Drakeford: Home Office failure to act on Penally asylum seekers camp ‘not acceptable’

Wales’ First Minister Mark Drakeford. Picture by the Welsh Government

First Minister Mark Drakeford has said that the Home Office’s failure to act to improve conditions at the Penally asylum seekers camp is ‘not acceptable’.

He said that he had called on the Home Office to close the site and that the Welsh Government would intervene to “maximise the welfare of all affected”.

The Welsh Government said last week that neither they or Pembrokeshire Council were consulted by the Home Office or Ministry of Defence about proposals to use the centre in Pembrokeshire to house 250 asylum seekers for up to 12 months from the end of last month.

Mark Drakeford said he had “grave concerns” relating to the suitability of the use of Penally military base to house asylum seekers.

“I will be clear – it is unacceptable that the Home Office has repeatedly failed to address serious issues regarding living conditions at Penally military camp,” he said.

“The Welsh Government and local service providers have continually informed the Home Office of grave deficiencies in the standard of accommodation for asylum seekers. Home Office has so far failed to act in any meaningful way.

“The welfare and safety of asylum seekers on site must not be compromised, and the wellbeing of the local community must be treated as priority by the Home Office.

“I have explained our concerns on multiple occasions, and called on the Home Office to close the site. Their failure to act is not acceptable. The use of the camp must end as quickly as possible. Home Office has a duty to intervene, and must not ignore the legitimate concerns which are being raised by every party involved.

“Until the Home Office takes action, we will continue to work closely with local partners to minimise risks and maximise the welfare of all affected. Wales is a Nation of Sanctuary. We take that seriously, and so should the Home Office.”

 

‘Repeated’

The First Minister’s intervention comes a week after Deputy Minister and Chief Whip Jane Hutt criticised the decision by the Home Office to use the Penally military camp as a centre to house asylum seekers.

In a written statement the minister called for the use of the camp to end as quickly as possible and said the government “has repeatedly expressed significant concerns about the suitability of the camp at Penally being used to accommodate asylum seekers.”

“The camp does not meet the basic human needs of people seeking a new life in the UK. It places people in accommodation, which is neither designed nor appropriate for long-term use – mainly poorly insulated huts – and risks re-traumatising many vulnerable people who may have been fleeing abuse and torture,” she said.

“We sought a delay to the opening of the camp to ensure plans were put in place with local services to enable them to prepare for the arrival of asylum seekers, particularly to make sure Covid-19 public health measures were in place. The Home Office denied this request and, as a result, proper measures have not been put in place.
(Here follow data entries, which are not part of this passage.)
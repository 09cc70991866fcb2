//! Shared domain models
//!
//! The types that cross crate boundaries: per-image conversion outcomes, the
//! artifacts a session holds, and the batch summary reported to callers.

use bytes::Bytes;
use serde::Serialize;

use crate::bytesize::format_bytes;

/// A single converted image held by a session: the encoded bytes plus the
/// derived output filename and the name the source arrived under.
#[derive(Debug, Clone)]
pub struct SessionArtifact {
    pub filename: String,
    pub original_name: String,
    pub bytes: Bytes,
}

impl SessionArtifact {
    pub fn size(&self) -> usize {
        self.bytes.len()
    }
}

/// Per-image outcome of a batch conversion. Failures carry the source name
/// and a reason; they never abort the batch.
#[derive(Debug)]
pub enum ConversionOutcome {
    Converted(SessionArtifact),
    Failed {
        original_name: String,
        reason: String,
    },
}

impl ConversionOutcome {
    pub fn is_converted(&self) -> bool {
        matches!(self, ConversionOutcome::Converted(_))
    }
}

/// Entry in the batch summary for one successfully converted image.
#[derive(Debug, Clone, Serialize)]
#[serde(rename_all = "camelCase")]
pub struct ConvertedImageInfo {
    pub filename: String,
    pub original_name: String,
    /// Human-readable size, e.g. "345.2 KB"
    pub size: String,
}

/// Batch conversion result reported to the caller.
#[derive(Debug, Serialize)]
#[serde(rename_all = "camelCase")]
pub struct BatchSummary {
    pub success: bool,
    pub converted: usize,
    pub total: usize,
    pub session_id: String,
    pub images: Vec<ConvertedImageInfo>,
}

impl BatchSummary {
    /// Build the summary for a registered session. `total` is the number of
    /// images the caller submitted, successes or not.
    pub fn new(session_id: String, total: usize, artifacts: &[SessionArtifact]) -> Self {
        Self {
            success: true,
            converted: artifacts.len(),
            total,
            session_id,
            images: artifacts
                .iter()
                .map(|a| ConvertedImageInfo {
                    filename: a.filename.clone(),
                    original_name: a.original_name.clone(),
                    size: format_bytes(a.size() as u64),
                })
                .collect(),
        }
    }
}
“We have made repeated reasoned approaches to the Home Office to make changes to protect the health and wellbeing of the asylum seekers relocated to Penally, while also continuing to engage with local residents.”

“We seek to prevent the most harmful outcomes, such as re-traumatisation and hate crime, while aiming for long-term solutions. We work collaboratively with partners and affected communities to ensure decisions are made constructively and transparently. Crucially we put the person at the centre of what we do – an individual’s needs are more important than their immigration status.

“The Home Office’s decision to use Penally camp does none of these things and is incompatible with the Welsh Government’s approach to inclusive and cohesive communities.

“We have yet to receive a clear rationale for the reason why the Home Office chose this site to relocate asylum seekers, nor have we been provided with a clear strategy about how the Home Office will address the lack of dispersal accommodation throughout Wales and the United Kingdom.”

A spokesman for the UK Government said: “This site was selected because it met the required needs following an assessment by the MOD of potentially suitable and available sites.”